Exercise prompt:
Pull every "struct" line out of the data below.
____________
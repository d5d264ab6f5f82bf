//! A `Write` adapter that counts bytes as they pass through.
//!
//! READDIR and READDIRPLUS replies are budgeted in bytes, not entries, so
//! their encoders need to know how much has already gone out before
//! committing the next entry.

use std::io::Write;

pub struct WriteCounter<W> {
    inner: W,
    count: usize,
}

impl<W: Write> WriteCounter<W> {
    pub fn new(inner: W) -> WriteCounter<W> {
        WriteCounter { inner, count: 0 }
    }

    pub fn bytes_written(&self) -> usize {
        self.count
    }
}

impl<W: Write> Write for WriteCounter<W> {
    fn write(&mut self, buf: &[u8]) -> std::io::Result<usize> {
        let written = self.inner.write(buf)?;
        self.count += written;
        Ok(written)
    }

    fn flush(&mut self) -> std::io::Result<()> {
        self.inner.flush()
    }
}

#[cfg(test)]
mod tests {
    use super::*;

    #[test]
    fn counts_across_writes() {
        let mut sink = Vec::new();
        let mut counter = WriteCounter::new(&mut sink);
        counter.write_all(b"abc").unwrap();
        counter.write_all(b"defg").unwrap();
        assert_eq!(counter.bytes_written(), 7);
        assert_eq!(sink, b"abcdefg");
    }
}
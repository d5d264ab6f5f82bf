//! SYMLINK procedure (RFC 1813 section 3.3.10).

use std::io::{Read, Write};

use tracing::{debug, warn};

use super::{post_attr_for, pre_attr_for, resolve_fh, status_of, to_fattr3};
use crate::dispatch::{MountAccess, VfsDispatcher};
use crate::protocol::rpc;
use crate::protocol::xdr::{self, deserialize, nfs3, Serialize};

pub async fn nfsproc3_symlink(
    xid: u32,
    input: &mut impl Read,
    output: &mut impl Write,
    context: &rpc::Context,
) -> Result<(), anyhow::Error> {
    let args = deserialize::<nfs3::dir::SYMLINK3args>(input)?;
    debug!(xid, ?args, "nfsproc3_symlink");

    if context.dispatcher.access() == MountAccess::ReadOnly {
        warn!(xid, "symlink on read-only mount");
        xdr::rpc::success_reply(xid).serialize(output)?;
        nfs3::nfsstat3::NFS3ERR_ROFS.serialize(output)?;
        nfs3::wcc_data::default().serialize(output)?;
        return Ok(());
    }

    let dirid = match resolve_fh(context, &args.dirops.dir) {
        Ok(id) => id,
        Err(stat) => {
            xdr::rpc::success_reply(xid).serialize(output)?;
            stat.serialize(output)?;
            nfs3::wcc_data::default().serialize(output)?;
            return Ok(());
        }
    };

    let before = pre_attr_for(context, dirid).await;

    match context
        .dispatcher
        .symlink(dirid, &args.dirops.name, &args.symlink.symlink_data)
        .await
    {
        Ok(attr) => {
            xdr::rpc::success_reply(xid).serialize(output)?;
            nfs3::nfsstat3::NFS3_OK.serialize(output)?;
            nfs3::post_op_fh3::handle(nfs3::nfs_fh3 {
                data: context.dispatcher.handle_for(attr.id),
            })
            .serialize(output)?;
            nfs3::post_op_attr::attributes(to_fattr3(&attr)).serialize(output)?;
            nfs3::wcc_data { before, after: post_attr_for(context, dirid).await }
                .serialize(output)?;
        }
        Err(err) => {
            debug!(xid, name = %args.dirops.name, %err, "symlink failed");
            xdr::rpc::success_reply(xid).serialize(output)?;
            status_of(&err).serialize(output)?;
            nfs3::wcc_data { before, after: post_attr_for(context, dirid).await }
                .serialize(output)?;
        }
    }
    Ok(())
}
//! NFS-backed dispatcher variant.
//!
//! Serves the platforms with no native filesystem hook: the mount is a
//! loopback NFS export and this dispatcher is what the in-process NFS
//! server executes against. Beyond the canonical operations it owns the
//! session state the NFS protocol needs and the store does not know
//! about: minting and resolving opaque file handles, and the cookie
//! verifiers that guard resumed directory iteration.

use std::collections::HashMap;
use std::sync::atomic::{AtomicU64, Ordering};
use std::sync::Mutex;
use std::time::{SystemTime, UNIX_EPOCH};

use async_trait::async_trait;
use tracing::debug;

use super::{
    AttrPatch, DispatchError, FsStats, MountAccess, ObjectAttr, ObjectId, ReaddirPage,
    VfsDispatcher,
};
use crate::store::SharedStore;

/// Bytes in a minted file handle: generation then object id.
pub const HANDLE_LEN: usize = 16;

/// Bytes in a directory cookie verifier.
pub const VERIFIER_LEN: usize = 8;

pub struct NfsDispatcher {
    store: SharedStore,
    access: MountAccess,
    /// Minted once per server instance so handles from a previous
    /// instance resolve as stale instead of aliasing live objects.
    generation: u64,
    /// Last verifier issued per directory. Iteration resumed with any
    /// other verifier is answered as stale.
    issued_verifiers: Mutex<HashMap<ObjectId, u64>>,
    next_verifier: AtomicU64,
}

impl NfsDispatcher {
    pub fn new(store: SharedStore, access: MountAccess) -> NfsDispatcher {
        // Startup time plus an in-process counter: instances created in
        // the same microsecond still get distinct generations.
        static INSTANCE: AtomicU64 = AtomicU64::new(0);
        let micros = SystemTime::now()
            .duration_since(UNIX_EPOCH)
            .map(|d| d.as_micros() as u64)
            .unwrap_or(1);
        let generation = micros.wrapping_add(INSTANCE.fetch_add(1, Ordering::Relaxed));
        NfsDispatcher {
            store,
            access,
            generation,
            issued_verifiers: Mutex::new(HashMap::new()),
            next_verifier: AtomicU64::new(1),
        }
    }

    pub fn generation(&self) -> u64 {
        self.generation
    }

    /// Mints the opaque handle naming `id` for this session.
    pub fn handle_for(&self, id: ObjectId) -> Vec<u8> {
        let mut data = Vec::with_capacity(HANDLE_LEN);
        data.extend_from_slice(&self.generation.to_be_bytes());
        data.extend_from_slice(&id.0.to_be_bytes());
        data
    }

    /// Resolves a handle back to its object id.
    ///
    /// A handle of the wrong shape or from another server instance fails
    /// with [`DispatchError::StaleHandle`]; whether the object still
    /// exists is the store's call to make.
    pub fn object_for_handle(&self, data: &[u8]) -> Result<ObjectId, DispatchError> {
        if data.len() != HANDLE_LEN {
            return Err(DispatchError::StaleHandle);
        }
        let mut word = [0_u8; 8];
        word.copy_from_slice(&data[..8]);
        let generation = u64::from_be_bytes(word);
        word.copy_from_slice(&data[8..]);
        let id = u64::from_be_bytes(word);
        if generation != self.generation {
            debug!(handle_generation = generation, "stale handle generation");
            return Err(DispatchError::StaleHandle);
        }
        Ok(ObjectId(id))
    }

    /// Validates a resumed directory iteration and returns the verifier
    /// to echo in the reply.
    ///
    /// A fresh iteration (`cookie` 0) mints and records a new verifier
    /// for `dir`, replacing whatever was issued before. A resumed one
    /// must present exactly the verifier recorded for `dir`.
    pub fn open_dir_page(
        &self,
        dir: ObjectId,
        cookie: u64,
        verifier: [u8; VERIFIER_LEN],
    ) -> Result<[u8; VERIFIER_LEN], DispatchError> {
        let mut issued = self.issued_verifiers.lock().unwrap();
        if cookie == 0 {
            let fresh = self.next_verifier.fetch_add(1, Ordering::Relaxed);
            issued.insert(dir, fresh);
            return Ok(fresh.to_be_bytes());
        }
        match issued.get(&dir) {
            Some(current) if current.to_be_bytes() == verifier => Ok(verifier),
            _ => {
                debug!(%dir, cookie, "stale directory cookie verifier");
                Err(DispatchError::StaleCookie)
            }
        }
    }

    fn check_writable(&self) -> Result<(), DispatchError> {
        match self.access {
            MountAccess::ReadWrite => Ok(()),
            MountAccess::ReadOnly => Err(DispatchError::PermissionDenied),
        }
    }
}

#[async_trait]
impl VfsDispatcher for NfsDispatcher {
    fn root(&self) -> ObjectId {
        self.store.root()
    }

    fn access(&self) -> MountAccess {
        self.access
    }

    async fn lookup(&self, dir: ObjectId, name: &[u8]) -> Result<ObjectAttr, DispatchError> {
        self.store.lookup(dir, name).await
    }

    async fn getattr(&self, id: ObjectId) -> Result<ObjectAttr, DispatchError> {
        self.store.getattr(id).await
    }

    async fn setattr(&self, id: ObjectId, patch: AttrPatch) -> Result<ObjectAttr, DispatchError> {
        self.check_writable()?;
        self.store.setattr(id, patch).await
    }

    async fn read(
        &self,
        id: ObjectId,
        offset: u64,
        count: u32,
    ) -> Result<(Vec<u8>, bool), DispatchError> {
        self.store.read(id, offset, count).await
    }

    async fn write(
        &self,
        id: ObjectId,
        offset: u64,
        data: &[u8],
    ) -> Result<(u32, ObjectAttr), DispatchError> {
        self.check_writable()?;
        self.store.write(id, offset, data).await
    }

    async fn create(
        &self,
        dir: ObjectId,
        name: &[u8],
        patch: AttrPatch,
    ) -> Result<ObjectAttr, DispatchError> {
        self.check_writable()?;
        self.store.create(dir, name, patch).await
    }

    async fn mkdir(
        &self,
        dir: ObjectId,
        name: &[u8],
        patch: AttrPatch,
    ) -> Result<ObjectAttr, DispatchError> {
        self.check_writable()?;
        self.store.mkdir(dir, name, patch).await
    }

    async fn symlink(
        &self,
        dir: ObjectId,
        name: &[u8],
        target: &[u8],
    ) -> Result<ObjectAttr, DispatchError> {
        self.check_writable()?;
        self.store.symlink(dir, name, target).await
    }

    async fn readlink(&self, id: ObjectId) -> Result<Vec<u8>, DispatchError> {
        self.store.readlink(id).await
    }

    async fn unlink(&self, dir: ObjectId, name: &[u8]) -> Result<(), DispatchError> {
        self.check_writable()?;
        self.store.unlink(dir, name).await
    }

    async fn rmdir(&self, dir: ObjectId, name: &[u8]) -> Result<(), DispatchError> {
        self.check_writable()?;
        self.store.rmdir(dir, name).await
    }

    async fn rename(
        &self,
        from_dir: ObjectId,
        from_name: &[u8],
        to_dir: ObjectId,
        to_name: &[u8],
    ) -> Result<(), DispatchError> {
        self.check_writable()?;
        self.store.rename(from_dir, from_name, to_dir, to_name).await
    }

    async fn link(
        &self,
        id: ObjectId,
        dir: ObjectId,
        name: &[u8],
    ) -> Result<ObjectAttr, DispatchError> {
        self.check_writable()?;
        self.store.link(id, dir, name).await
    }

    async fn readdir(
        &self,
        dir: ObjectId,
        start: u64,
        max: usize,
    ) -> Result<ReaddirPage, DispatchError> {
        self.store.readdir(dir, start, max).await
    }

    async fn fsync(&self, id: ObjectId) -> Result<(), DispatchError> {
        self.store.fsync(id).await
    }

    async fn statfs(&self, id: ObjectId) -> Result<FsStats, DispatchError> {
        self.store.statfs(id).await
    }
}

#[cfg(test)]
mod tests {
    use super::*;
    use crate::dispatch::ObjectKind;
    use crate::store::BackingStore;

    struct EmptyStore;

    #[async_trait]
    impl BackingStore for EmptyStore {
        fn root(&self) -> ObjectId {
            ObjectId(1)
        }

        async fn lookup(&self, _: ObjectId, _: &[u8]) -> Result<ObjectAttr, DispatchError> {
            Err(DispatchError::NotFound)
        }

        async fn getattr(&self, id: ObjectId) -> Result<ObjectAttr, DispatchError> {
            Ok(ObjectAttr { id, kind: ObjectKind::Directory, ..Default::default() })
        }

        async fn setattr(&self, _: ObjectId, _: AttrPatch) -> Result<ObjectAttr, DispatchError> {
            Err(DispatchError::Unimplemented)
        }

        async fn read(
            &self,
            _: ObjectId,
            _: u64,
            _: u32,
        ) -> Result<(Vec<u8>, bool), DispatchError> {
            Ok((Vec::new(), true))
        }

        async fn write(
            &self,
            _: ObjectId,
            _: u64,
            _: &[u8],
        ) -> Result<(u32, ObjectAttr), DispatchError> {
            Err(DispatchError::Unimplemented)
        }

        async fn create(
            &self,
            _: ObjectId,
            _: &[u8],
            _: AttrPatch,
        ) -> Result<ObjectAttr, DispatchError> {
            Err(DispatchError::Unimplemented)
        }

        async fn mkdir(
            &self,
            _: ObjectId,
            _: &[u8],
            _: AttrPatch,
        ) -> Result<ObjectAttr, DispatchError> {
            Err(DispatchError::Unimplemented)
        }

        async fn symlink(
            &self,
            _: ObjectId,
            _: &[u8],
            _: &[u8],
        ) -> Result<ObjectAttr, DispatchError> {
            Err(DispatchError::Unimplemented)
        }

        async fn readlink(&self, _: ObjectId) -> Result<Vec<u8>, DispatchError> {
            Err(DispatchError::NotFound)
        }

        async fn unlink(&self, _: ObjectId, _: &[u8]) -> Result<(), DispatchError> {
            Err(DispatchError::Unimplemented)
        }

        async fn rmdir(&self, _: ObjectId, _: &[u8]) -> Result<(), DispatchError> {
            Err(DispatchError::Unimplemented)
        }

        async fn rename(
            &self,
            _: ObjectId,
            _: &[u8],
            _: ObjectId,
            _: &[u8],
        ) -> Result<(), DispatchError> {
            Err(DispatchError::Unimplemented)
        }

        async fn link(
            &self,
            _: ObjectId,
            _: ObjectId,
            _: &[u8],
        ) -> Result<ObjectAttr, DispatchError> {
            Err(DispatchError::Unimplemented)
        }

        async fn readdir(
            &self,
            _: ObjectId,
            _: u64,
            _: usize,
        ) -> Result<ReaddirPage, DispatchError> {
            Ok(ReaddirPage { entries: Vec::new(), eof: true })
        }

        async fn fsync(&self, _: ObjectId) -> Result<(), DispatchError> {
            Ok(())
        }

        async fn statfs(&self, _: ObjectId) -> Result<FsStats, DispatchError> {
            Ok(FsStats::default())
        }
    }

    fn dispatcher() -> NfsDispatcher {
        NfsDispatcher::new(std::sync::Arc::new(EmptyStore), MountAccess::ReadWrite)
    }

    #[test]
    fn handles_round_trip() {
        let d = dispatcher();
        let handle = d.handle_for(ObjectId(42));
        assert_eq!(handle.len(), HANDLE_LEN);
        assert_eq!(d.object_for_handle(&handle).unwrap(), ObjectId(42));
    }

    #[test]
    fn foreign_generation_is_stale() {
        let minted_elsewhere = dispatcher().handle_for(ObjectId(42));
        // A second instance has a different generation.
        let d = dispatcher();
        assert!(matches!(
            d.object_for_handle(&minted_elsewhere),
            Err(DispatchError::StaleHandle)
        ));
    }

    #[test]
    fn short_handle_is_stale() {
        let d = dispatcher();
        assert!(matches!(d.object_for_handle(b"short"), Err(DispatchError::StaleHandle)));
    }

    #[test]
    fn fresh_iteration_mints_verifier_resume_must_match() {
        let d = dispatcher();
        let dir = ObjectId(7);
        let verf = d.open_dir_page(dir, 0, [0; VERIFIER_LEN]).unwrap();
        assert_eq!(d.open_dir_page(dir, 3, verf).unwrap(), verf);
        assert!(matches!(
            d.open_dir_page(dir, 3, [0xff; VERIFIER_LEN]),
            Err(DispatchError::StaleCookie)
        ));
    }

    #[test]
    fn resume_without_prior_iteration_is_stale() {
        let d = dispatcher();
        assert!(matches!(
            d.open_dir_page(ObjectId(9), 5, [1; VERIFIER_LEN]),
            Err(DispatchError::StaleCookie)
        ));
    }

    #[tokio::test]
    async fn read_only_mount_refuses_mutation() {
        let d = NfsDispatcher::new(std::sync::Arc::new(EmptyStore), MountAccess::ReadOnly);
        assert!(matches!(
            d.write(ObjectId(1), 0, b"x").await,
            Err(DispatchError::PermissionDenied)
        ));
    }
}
____________
Output of the exercise:
pub struct WriteCounter<W> {
pub struct NfsDispatcher {
    struct EmptyStore;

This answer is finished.